St Andrews is synonym with golf. But even if you have no interest at all in the game, don’t worry, how about visiting the oldest university of Scotland? It dates back to the 1400’s and is also the place where Prince William and Kate Middleton went to uni and met. Follow in their footsteps as you explore the vast grounds around the Lower College Hall and St Salvator’s Hall.

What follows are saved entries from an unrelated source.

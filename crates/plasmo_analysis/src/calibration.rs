//! Confidence calibration for binary predictions.
//!
//! A raw classifier score is turned into a decision and a human-facing
//! confidence percentage. The percentage is a tuned heuristic, not a
//! probability. Two profiles are supported:
//!
//! - [`CalibrationProfile::Heuristic`] (threshold 0.001): piecewise curve
//!   tuned for a highly skewed score distribution.
//! - [`CalibrationProfile::Linear`] (threshold 0.5): `score * 100` for
//!   positives, `(1 - score) * 100` for negatives.

use std::fmt;
use std::str::FromStr;

use serde::{Deserialize, Serialize};
use thiserror::Error;

/// Result type alias for calibration.
pub type Result<T> = std::result::Result<T, CalibrationError>;

/// Calibration errors.
#[derive(Error, Debug, Clone, PartialEq)]
pub enum CalibrationError {
    /// Threshold outside `[0, 1)`.
    #[error("Invalid threshold {0}: must be in [0, 1)")]
    InvalidThreshold(f64),

    /// Profile name not recognised.
    #[error("Unknown calibration profile '{0}' (expected 'heuristic' or 'linear')")]
    UnknownProfile(String),

    /// Raw score is NaN or infinite.
    #[error("Raw score is not finite: {0}")]
    NonFiniteScore(f64),
}

/// Binary decision.
#[derive(Debug, Clone, Copy, PartialEq, Eq, Hash, Serialize, Deserialize)]
#[serde(rename_all = "snake_case")]
pub enum Decision {
    /// Parasitized.
    Positive,
    /// Uninfected.
    Negative,
}

impl Decision {
    /// Check if the decision is positive.
    #[must_use]
    pub const fn is_positive(self) -> bool {
        matches!(self, Self::Positive)
    }

    /// Result label, e.g. `Positive - Parasitized`.
    #[must_use]
    pub const fn result_label(self) -> &'static str {
        match self {
            Self::Positive => "Positive - Parasitized",
            Self::Negative => "Negative - Uninfected",
        }
    }

    /// Class label, e.g. `Parasitized`.
    #[must_use]
    pub const fn class_label(self) -> &'static str {
        match self {
            Self::Positive => "Parasitized",
            Self::Negative => "Uninfected",
        }
    }
}

impl fmt::Display for Decision {
    fn fmt(&self, f: &mut fmt::Formatter<'_>) -> fmt::Result {
        f.write_str(self.result_label())
    }
}

/// Named pair of default threshold and confidence curve.
#[derive(Debug, Clone, Copy, PartialEq, Eq, Hash, Default, Serialize, Deserialize)]
#[serde(rename_all = "snake_case")]
pub enum CalibrationProfile {
    /// Piecewise heuristic curve.
    #[default]
    Heuristic,
    /// Linear curve.
    Linear,
}

impl CalibrationProfile {
    /// Profile identifier.
    #[must_use]
    pub const fn name(self) -> &'static str {
        match self {
            Self::Heuristic => "heuristic",
            Self::Linear => "linear",
        }
    }

    /// Decision threshold the profile was tuned for.
    #[must_use]
    pub const fn default_threshold(self) -> f64 {
        match self {
            Self::Heuristic => 0.001,
            Self::Linear => 0.5,
        }
    }

    /// Lowest confidence the profile can return at `threshold`.
    #[must_use]
    pub fn confidence_floor(self, threshold: f64) -> f64 {
        match self {
            Self::Heuristic => 70.0,
            Self::Linear => 100.0 * threshold.min(1.0 - threshold),
        }
    }

    /// Confidence percentage for `raw` given `decision`.
    #[must_use]
    pub fn confidence(self, raw: f64, threshold: f64, decision: Decision) -> f64 {
        match self {
            Self::Heuristic => heuristic_confidence(raw, threshold, decision),
            Self::Linear => linear_confidence(raw, decision),
        }
    }
}

impl fmt::Display for CalibrationProfile {
    fn fmt(&self, f: &mut fmt::Formatter<'_>) -> fmt::Result {
        f.write_str(self.name())
    }
}

impl FromStr for CalibrationProfile {
    type Err = CalibrationError;

    fn from_str(s: &str) -> Result<Self> {
        match s.to_ascii_lowercase().as_str() {
            "heuristic" => Ok(Self::Heuristic),
            "linear" => Ok(Self::Linear),
            _ => Err(CalibrationError::UnknownProfile(s.to_string())),
        }
    }
}

fn heuristic_confidence(raw: f64, threshold: f64, decision: Decision) -> f64 {
    match decision {
        Decision::Positive => {
            let confidence = if raw >= 0.5 {
                95.0 + (raw - 0.5) * 10.0
            } else if raw >= 0.01 {
                80.0 + (raw - 0.01) * 30.0
            } else {
                70.0 + (raw - threshold) * 1000.0
            };
            confidence.clamp(70.0, 100.0)
        }
        Decision::Negative => (95.0 + (threshold - raw) * 5000.0).min(100.0),
    }
}

fn linear_confidence(raw: f64, decision: Decision) -> f64 {
    let confidence = match decision {
        Decision::Positive => raw * 100.0,
        Decision::Negative => (1.0 - raw) * 100.0,
    };
    confidence.clamp(0.0, 100.0)
}

/// Heuristic-profile calibration of `raw` against `threshold`.
///
/// `Positive` iff `raw > threshold`.
#[must_use]
pub fn calibrate(raw: f64, threshold: f64) -> (Decision, f64) {
    let decision = if raw > threshold {
        Decision::Positive
    } else {
        Decision::Negative
    };
    (decision, heuristic_confidence(raw, threshold, decision))
}

/// Calibrated result for one image. Values are unrounded.
#[derive(Debug, Clone, Copy, PartialEq, Serialize, Deserialize)]
pub struct PredictionRecord {
    /// Classifier score.
    pub raw_score: f64,
    /// Decision against the threshold.
    pub decision: Decision,
    /// Confidence percentage in `[floor, 100]`.
    pub confidence: f64,
}

/// Calibrator bound to a profile and threshold.
#[derive(Debug, Clone, Copy, PartialEq, Serialize, Deserialize)]
pub struct Calibrator {
    profile: CalibrationProfile,
    threshold: f64,
}

impl Default for Calibrator {
    fn default() -> Self {
        Self::from_profile(CalibrationProfile::default())
    }
}

impl Calibrator {
    /// Create a calibrator with an explicit threshold.
    ///
    /// # Errors
    ///
    /// Returns [`CalibrationError::InvalidThreshold`] unless
    /// `0 <= threshold < 1`.
    pub fn new(profile: CalibrationProfile, threshold: f64) -> Result<Self> {
        if !(0.0..1.0).contains(&threshold) {
            return Err(CalibrationError::InvalidThreshold(threshold));
        }
        Ok(Self { profile, threshold })
    }

    /// Create a calibrator with the profile's default threshold.
    #[must_use]
    pub fn from_profile(profile: CalibrationProfile) -> Self {
        Self {
            profile,
            threshold: profile.default_threshold(),
        }
    }

    /// Active profile.
    #[must_use]
    pub const fn profile(&self) -> CalibrationProfile {
        self.profile
    }

    /// Decision threshold.
    #[must_use]
    pub const fn threshold(&self) -> f64 {
        self.threshold
    }

    /// Lowest confidence this calibrator returns.
    #[must_use]
    pub fn confidence_floor(&self) -> f64 {
        self.profile.confidence_floor(self.threshold)
    }

    /// Calibrate one raw score.
    ///
    /// # Errors
    ///
    /// Returns [`CalibrationError::NonFiniteScore`] for NaN or infinite scores.
    pub fn calibrate(&self, raw: f64) -> Result<PredictionRecord> {
        if !raw.is_finite() {
            return Err(CalibrationError::NonFiniteScore(raw));
        }
        let decision = if raw > self.threshold {
            Decision::Positive
        } else {
            Decision::Negative
        };
        Ok(PredictionRecord {
            raw_score: raw,
            decision,
            confidence: self.profile.confidence(raw, self.threshold, decision),
        })
    }
}

#[cfg(test)]
mod tests {
    use super::*;
    use pretty_assertions::assert_eq;
    use proptest::prelude::*;

    fn approx(a: f64, b: f64) -> bool {
        (a - b).abs() < 1e-9
    }

    #[test]
    fn test_strong_positive() {
        let (decision, confidence) = calibrate(0.6, 0.001);
        assert_eq!(decision, Decision::Positive);
        assert!(approx(confidence, 96.0), "{confidence}");
    }

    #[test]
    fn test_negative() {
        let (decision, confidence) = calibrate(0.0005, 0.001);
        assert_eq!(decision, Decision::Negative);
        assert!(approx(confidence, 97.5), "{confidence}");
    }

    #[test]
    fn test_heuristic_branches() {
        // 0.01 <= raw < 0.5
        assert!(approx(calibrate(0.11, 0.001).1, 83.0));
        // raw < 0.01
        assert!(approx(calibrate(0.006, 0.001).1, 75.0));
        // raw at threshold is negative
        assert_eq!(calibrate(0.001, 0.001), (Decision::Negative, 95.0));
        // capped at 100
        assert!(approx(calibrate(0.0, 0.5).1, 100.0));
        assert!(approx(calibrate(1.0, 0.001).1, 100.0));
    }

    #[test]
    fn test_linear_profile() {
        let calibrator = Calibrator::from_profile(CalibrationProfile::Linear);
        assert_eq!(calibrator.threshold(), 0.5);

        let positive = calibrator.calibrate(0.8).unwrap();
        assert_eq!(positive.decision, Decision::Positive);
        assert!(approx(positive.confidence, 80.0));

        let negative = calibrator.calibrate(0.3).unwrap();
        assert_eq!(negative.decision, Decision::Negative);
        assert!(approx(negative.confidence, 70.0));
        assert!(approx(calibrator.confidence_floor(), 50.0));
    }

    #[test]
    fn test_threshold_validation() {
        assert!(Calibrator::new(CalibrationProfile::Heuristic, 0.0).is_ok());
        assert_eq!(
            Calibrator::new(CalibrationProfile::Heuristic, 1.0),
            Err(CalibrationError::InvalidThreshold(1.0))
        );
        assert!(Calibrator::new(CalibrationProfile::Linear, -0.1).is_err());
        assert!(Calibrator::new(CalibrationProfile::Linear, f64::NAN).is_err());
    }

    #[test]
    fn test_non_finite_score() {
        let calibrator = Calibrator::default();
        assert!(matches!(
            calibrator.calibrate(f64::NAN),
            Err(CalibrationError::NonFiniteScore(_))
        ));
    }

    #[test]
    fn test_profile_parsing() {
        assert_eq!("linear".parse::<CalibrationProfile>().unwrap(), CalibrationProfile::Linear);
        assert_eq!("Heuristic".parse::<CalibrationProfile>().unwrap(), CalibrationProfile::Heuristic);
        assert!("sigmoid".parse::<CalibrationProfile>().is_err());
        assert_eq!(CalibrationProfile::Heuristic.to_string(), "heuristic");
    }

    #[test]
    fn test_labels() {
        assert_eq!(Decision::Positive.result_label(), "Positive - Parasitized");
        assert_eq!(Decision::Negative.class_label(), "Uninfected");
        assert!(!Decision::Negative.is_positive());
    }

    #[test]
    fn test_record_serde() {
        let record = Calibrator::default().calibrate(0.6).unwrap();
        let json = serde_json::to_value(record).unwrap();
        assert_eq!(json["decision"], "positive");
    }

    fn profile_strategy() -> impl Strategy<Value = CalibrationProfile> {
        prop_oneof![Just(CalibrationProfile::Heuristic), Just(CalibrationProfile::Linear)]
    }

    proptest! {
        #[test]
        fn prop_confidence_within_floor_and_100(
            profile in profile_strategy(),
            threshold in 0.0f64..0.99,
            raw in 0.0f64..=1.0,
        ) {
            let calibrator = Calibrator::new(profile, threshold).unwrap();
            let record = calibrator.calibrate(raw).unwrap();
            prop_assert!(record.confidence <= 100.0);
            prop_assert!(record.confidence >= calibrator.confidence_floor() - 1e-9);
        }

        #[test]
        fn prop_positive_monotonic_in_score(
            profile in profile_strategy(),
            threshold in 0.0f64..0.99,
            a in 0.0f64..=1.0,
            b in 0.0f64..=1.0,
        ) {
            let calibrator = Calibrator::new(profile, threshold).unwrap();
            // map [0, 1] onto (threshold, 1]
            let score = |u: f64| threshold + (1.0 - threshold) * (0.001 + 0.999 * u);
            let lo = calibrator.calibrate(score(a.min(b))).unwrap();
            let hi = calibrator.calibrate(score(a.max(b))).unwrap();
            prop_assert_eq!(lo.decision, Decision::Positive);
            prop_assert!(hi.confidence >= lo.confidence - 1e-9);
        }

        #[test]
        fn prop_negative_monotonic_in_margin(
            profile in profile_strategy(),
            threshold in 0.0f64..0.99,
            a in 0.0f64..=1.0,
            b in 0.0f64..=1.0,
        ) {
            let calibrator = Calibrator::new(profile, threshold).unwrap();
            // map [0, 1] onto [0, threshold]
            let near = calibrator.calibrate(threshold * a.max(b)).unwrap();
            let far = calibrator.calibrate(threshold * a.min(b)).unwrap();
            prop_assert_eq!(near.decision, Decision::Negative);
            prop_assert!(far.confidence >= near.confidence - 1e-9);
        }
    }
}
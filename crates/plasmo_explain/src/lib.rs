//! # plasmo_explain
//!
//! Explanations for plasmo-rs classifiers.
//!
//! This crate provides:
//! - [`FeatureCapture`] - feature map at a target node plus the final scores,
//!   with the gradient of a selected score
//! - [`Explainer`] / [`explain`] - gradient-weighted importance maps in
//!   [`ExplanationMode::Presence`] and [`ExplanationMode::Absence`] modes
//! - [`overlay`] - thresholding, resizing, JET colorizing and alpha blending
//!   onto the original image
//!
//! ## Example
//!
//! ```rust,ignore
//! use plasmo_explain::{composite, Explainer, ExplanationMode, OverlayConfig};
//!
//! let explainer = Explainer::new(classifier.explanation_ready(), "block5_conv3")?;
//! let map = explainer.explain(input, ExplanationMode::Presence, None)?;
//! let overlay = composite(&original, &map, &OverlayConfig::default())?;
//! ```

#![deny(unsafe_code)]
#![warn(missing_docs)]
#![warn(clippy::all)]

mod capture;
mod engine;
mod error;
pub mod overlay;

pub use capture::FeatureCapture;
pub use engine::{
    absence_map, explain, presence_map, select_channel, ExplanationMode, Explainer, ImportanceMap,
};
pub use error::{ExplainError, Result};
pub use overlay::{composite, OverlayArtifact, OverlayConfig, OverlayFormat};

A bit further to the east, you’ll come across St Andrews Castle. The castle is mainly in ruins, but the site itself is evocative and has dramatic coastline views. It was founded around 1200 as a fortified home for the bishop of St Andrews.
You are spoilt for atmospheric ruins in St Andrews. Walk further east and you’ll see what’s left of one of Britain’s most magnificent medieval buildings: St Andrews Cathedral. Walking around, it’s easy to imagine the vast scale of the structure. Founded in 1160 the cathedral was an important pilgrimage centre until it was pillaged during the Reformation. You can climb the St Rule’s Tower for extensive views over the town.
After all this sight-seeing, drop into the Keys Bar on Market Street for a pint.

Culross

Have you seen Outlander? No, neither had I, but walking around Culross (pronounced Coo-ross) it’s easy to see why this tiny village was chosen as the setting for a historic drama .
Try to visit Culross on a quiet autumn or winter day. I’m not sure what the crowds would be like during summer, but they would definitely take away a lot of the quiet charm of Culross!
Culross Palace with its ochre-coloured walls stands guard on Culross’ main square. It’s a 16th-17th century merchant house and the exterior boasts the use of crow-stepped gables. The inside of the palace features decorative murals and painted ceilings. Although never a royal residence, James VI paid a visit to the Palace in 1617. Make sure to walk to the top of the garden for a view over the palace and the town.
Wandering around Culross, you’ll notice that it has been extremely well preserved as a 17th century town. White and ochre-coloured houses and cottages adorn the cobbled streets and alleyways.
They’ll eventually lead you to Culross Abbey, the ruins of a Cistercian monastery, dating back to the 1200s. The remaining intact part of the Abbey is still used as a church nowadays. Make sure to walk around the ruins and the interesting graveyard.

It was really fascinating to visit the Kingdom of Fife. This lesser known part of Scotland is home to so much history and has one of the most stunning coastlines of the country. Have you been?